//! Per-chunk download controls.
//!
//! A [`DownloadControl`] only remembers its index and a handle onto the
//! [`ChunkStore`]. The chunk is looked up when the control is activated, so
//! a control always saves what is stored *now*, not what was stored when
//! the control was made.
//!
//! Saving goes through a [`tempfile::NamedTempFile`] in the target
//! directory which is then persisted under its final name. If any step
//! fails, the temp file is dropped and removed, so nothing half-written is
//! ever left behind.

use crate::error::Pdf2HtmlError;
use crate::state::ChunkStore;
use std::io::Write;
use std::path::{Path, PathBuf};
use tracing::{debug, info};

/// File name a chunk is saved under: `pdf_part_<index>.html`.
pub fn part_file_name(index: usize) -> String {
    format!("pdf_part_{index}.html")
}

/// Write `content` to `dir/pdf_part_<index>.html`, replacing any earlier copy.
pub fn save_part(dir: &Path, index: usize, content: &str) -> Result<PathBuf, Pdf2HtmlError> {
    let target = dir.join(part_file_name(index));
    let write_failed = |source: std::io::Error| Pdf2HtmlError::OutputWriteFailed {
        path: target.clone(),
        source,
    };

    std::fs::create_dir_all(dir).map_err(write_failed)?;
    let mut staged = tempfile::NamedTempFile::new_in(dir).map_err(write_failed)?;
    staged.write_all(content.as_bytes()).map_err(write_failed)?;
    staged.flush().map_err(write_failed)?;
    staged.persist(&target).map_err(|e| write_failed(e.error))?;

    info!("Saved part {} → {}", index, target.display());
    Ok(target)
}

/// A "Download part N" button.
#[derive(Debug, Clone)]
pub struct DownloadControl {
    index: usize,
    store: ChunkStore,
}

impl DownloadControl {
    pub(crate) fn new(index: usize, store: ChunkStore) -> Self {
        Self { index, store }
    }

    pub fn index(&self) -> usize {
        self.index
    }

    pub fn label(&self) -> String {
        format!("Download part {}", self.index)
    }

    pub fn file_name(&self) -> String {
        part_file_name(self.index)
    }

    /// Save the current value of this control's chunk into `dir`.
    ///
    /// Returns `Ok(None)` without touching the file system when the stored
    /// list no longer reaches this index.
    pub fn activate(&self, dir: &Path) -> Result<Option<PathBuf>, Pdf2HtmlError> {
        match self.store.get(self.index) {
            Some(content) => save_part(dir, self.index, &content).map(Some),
            None => {
                debug!(
                    "Part {} no longer exists ({} stored); ignoring",
                    self.index,
                    self.store.len()
                );
                Ok(None)
            }
        }
    }
}

/// The set of controls for the current upload.
#[derive(Debug, Default, Clone)]
pub struct DownloadPanel {
    controls: Vec<DownloadControl>,
}

impl DownloadPanel {
    pub fn new() -> Self {
        Self::default()
    }

    /// Drop every control and create one per stored chunk.
    pub fn regenerate(&mut self, store: &ChunkStore) {
        self.controls = (0..store.len())
            .map(|i| DownloadControl::new(i, store.clone()))
            .collect();
    }

    pub fn controls(&self) -> &[DownloadControl] {
        &self.controls
    }

    pub fn get(&self, index: usize) -> Option<&DownloadControl> {
        self.controls.get(index)
    }

    pub fn len(&self) -> usize {
        self.controls.len()
    }

    pub fn is_empty(&self) -> bool {
        self.controls.is_empty()
    }
}
//! Callback trait for client status and lifecycle events.
//!
//! Inject an [`Arc<dyn ClientEventCallback>`] via
//! [`crate::config::ClientConfigBuilder::event_callback`] to mirror the
//! client's progress in a status line, a spinner, or a test recorder.
//!
//! # Example
//!
//! ```rust
//! use pdf2html_client::{ClientConfig, ClientEventCallback};
//! use std::sync::{Arc, Mutex};
//!
//! struct StatusLine {
//!     text: Mutex<String>,
//! }
//!
//! impl ClientEventCallback for StatusLine {
//!     fn on_status(&self, status: &str) {
//!         *self.text.lock().unwrap() = status.to_string();
//!     }
//! }
//!
//! let line = Arc::new(StatusLine { text: Mutex::new(String::new()) });
//!
//! let config = ClientConfig::builder()
//!     .event_callback(line as Arc<dyn ClientEventCallback>)
//!     .build()
//!     .unwrap();
//! ```

use crate::config::RenderMode;
use std::path::Path;
use std::sync::Arc;

/// Status text shown while the PDF is being sent.
pub fn uploading_status(file_name: &str) -> String {
    format!("Uploading PDF file: {file_name}...")
}

/// Status text shown once the endpoint has answered.
pub const RECEIVED_STATUS: &str = "Received response from server!";

/// Called by the client as an upload moves through its lifecycle.
///
/// Implementations must be `Send + Sync`: a client may be shared between
/// tasks, so two uploads can report concurrently. All methods default to
/// no-ops.
pub trait ClientEventCallback: Send + Sync {
    /// The human-readable status line changed.
    fn on_status(&self, status: &str) {
        let _ = status;
    }

    /// An upload was started.
    ///
    /// # Arguments
    /// * `ticket`   : fence id of the upload
    /// * `file_name`: name of the submitted file
    fn on_upload_start(&self, ticket: u64, file_name: &str) {
        let _ = (ticket, file_name);
    }

    /// A response was accepted and stored.
    fn on_response_received(&self, ticket: u64, chunk_count: usize) {
        let _ = (ticket, chunk_count);
    }

    /// An upload ended without updating the stored chunks.
    fn on_upload_failed(&self, ticket: u64, error: &str) {
        let _ = (ticket, error);
    }

    /// The chunks were handed to the browsing host.
    fn on_render_complete(&self, mode: RenderMode, contexts_opened: usize) {
        let _ = (mode, contexts_opened);
    }

    /// A chunk was saved to disk.
    fn on_download_saved(&self, index: usize, path: &Path) {
        let _ = (index, path);
    }
}

/// A no-op implementation, used when no callback is configured.
pub struct NoopEventCallback;

impl ClientEventCallback for NoopEventCallback {}

/// Convenience alias matching the type stored in [`crate::config::ClientConfig`].
pub type EventCallback = Arc<dyn ClientEventCallback>;

#[cfg(test)]
mod tests {
    use super::*;
    use std::sync::Mutex;

    #[derive(Default)]
    struct Recorder {
        statuses: Mutex<Vec<String>>,
        received: Mutex<Vec<(u64, usize)>>,
    }

    impl ClientEventCallback for Recorder {
        fn on_status(&self, status: &str) {
            self.statuses.lock().unwrap().push(status.to_string());
        }

        fn on_response_received(&self, ticket: u64, chunk_count: usize) {
            self.received.lock().unwrap().push((ticket, chunk_count));
        }
    }

    #[test]
    fn status_texts() {
        assert_eq!(uploading_status("a.pdf"), "Uploading PDF file: a.pdf...");
        assert_eq!(RECEIVED_STATUS, "Received response from server!");
    }

    #[test]
    fn noop_callback_does_not_panic() {
        let cb = NoopEventCallback;
        cb.on_status("x");
        cb.on_upload_start(1, "a.pdf");
        cb.on_response_received(1, 3);
        cb.on_upload_failed(2, "boom");
        cb.on_render_complete(RenderMode::MultiTab, 3);
        cb.on_download_saved(0, Path::new("pdf_part_0.html"));
    }

    #[test]
    fn recorder_sees_overridden_events_only() {
        let rec = Recorder::default();
        rec.on_status("Uploading PDF file: x.pdf...");
        rec.on_upload_start(1, "x.pdf");
        rec.on_response_received(1, 4);
        rec.on_status(RECEIVED_STATUS);

        assert_eq!(rec.statuses.lock().unwrap().len(), 2);
        assert_eq!(*rec.received.lock().unwrap(), vec![(1, 4)]);
    }

    #[test]
    fn arc_dyn_callback_works() {
        let cb: EventCallback = Arc::new(NoopEventCallback);
        cb.on_status("ok");
    }
}
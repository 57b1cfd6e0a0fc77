//! Pipeline stages between a local PDF and a rendered document.
//!
//! ```text
//! upload ──▶ (chunk store) ──▶ escape ──▶ browsing host
//! (POST)                       (frames)
//! ```
//!
//! 1. [`upload`]: build the multipart body, post it, decode the JSON reply;
//!    the only stage with network I/O
//! 2. [`escape`]: quote-escape a chunk and wrap it in a `data:` URI frame;
//!    only used by single-tab rendering

pub mod escape;
pub mod upload;
impl FormatDescriptionEvent {
    pub fn parse(payload: &[u8]) -> Result<Self> {
        if payload.len() < 2 + 50 + 4 + 1 {
            bail!("format description event too short: {} bytes", payload.len());
        }
        let mut cursor = Cursor::new(payload);
        let binlog_version = cursor.get_u16_le();

        let mut version_bytes = [0u8; 50];
        cursor.copy_to_slice(&mut version_bytes);
        let server_version = String::from_utf8_lossy(&version_bytes)
            .trim_end_matches('\0')
            .to_string();

        let create_timestamp = cursor.get_u32_le();
        let header_length = cursor.get_u8();

        Ok(Self {
            binlog_version,
            server_version,
            create_timestamp,
            header_length,
        })
    }

    /// Whether the primary that wrote this binlog is 5.6 or newer, which is
    /// when the packed temporal types can appear.
    pub fn master_ge56(&self) -> bool {
        parse_server_version(&self.server_version)
            .map(|v| v >= 50_600)
            .unwrap_or(false)
    }
}

/// ROTATE post-header: the next log file and the offset to resume at
/// (practically always 4).
#[derive(Debug, Clone)]
pub struct RotateEvent {
    pub position: u64,
    pub next_log: String,
}

impl RotateEvent {
    pub fn parse(payload: &[u8]) -> Result<Self> {
        if payload.len() < 8 {
            bail!("rotate event too short: {} bytes", payload.len());
        }
        let mut cursor = Cursor::new(payload);
        let position = cursor.get_u64_le();
        let next_log = String::from_utf8_lossy(&payload[8..])
            .trim_end_matches('\0')
            .to_string();
        Ok(Self { position, next_log })
    }
}

/// QUERY post-header, reduced to what the DDL watcher needs.
#[derive(Debug, Clone)]
pub struct QueryEvent {
    pub schema: String,
    pub query: String,
}

impl QueryEvent {
    pub fn parse(payload: &[u8]) -> Result<Self> {
        if payload.len() < 13 {
            bail!("query event too short: {} bytes", payload.len());
        }
        let mut cursor = Cursor::new(payload);
        let _thread_id = cursor.get_u32_le();
        let _exec_time = cursor.get_u32_le();
        let schema_len = cursor.get_u8() as usize;
        let _error_code = cursor.get_u16_le();
        let status_vars_len = cursor.get_u16_le() as usize;

        let pos = cursor.position() as usize;
        let schema_start = pos + status_vars_len;
        let query_start = schema_start + schema_len + 1; // trailing NUL
        if payload.len() < query_start {
            bail!("query event truncated");
        }

        let schema = String::from_utf8_lossy(&payload[schema_start..schema_start + schema_len])
            .to_string();
        let query = String::from_utf8_lossy(&payload[query_start..]).to_string();

        Ok(Self { schema, query })
    }
}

### Work request
Give the count of lines in the listing above that hold the word "PathBuf", and say nothing else.

### Result of this task
3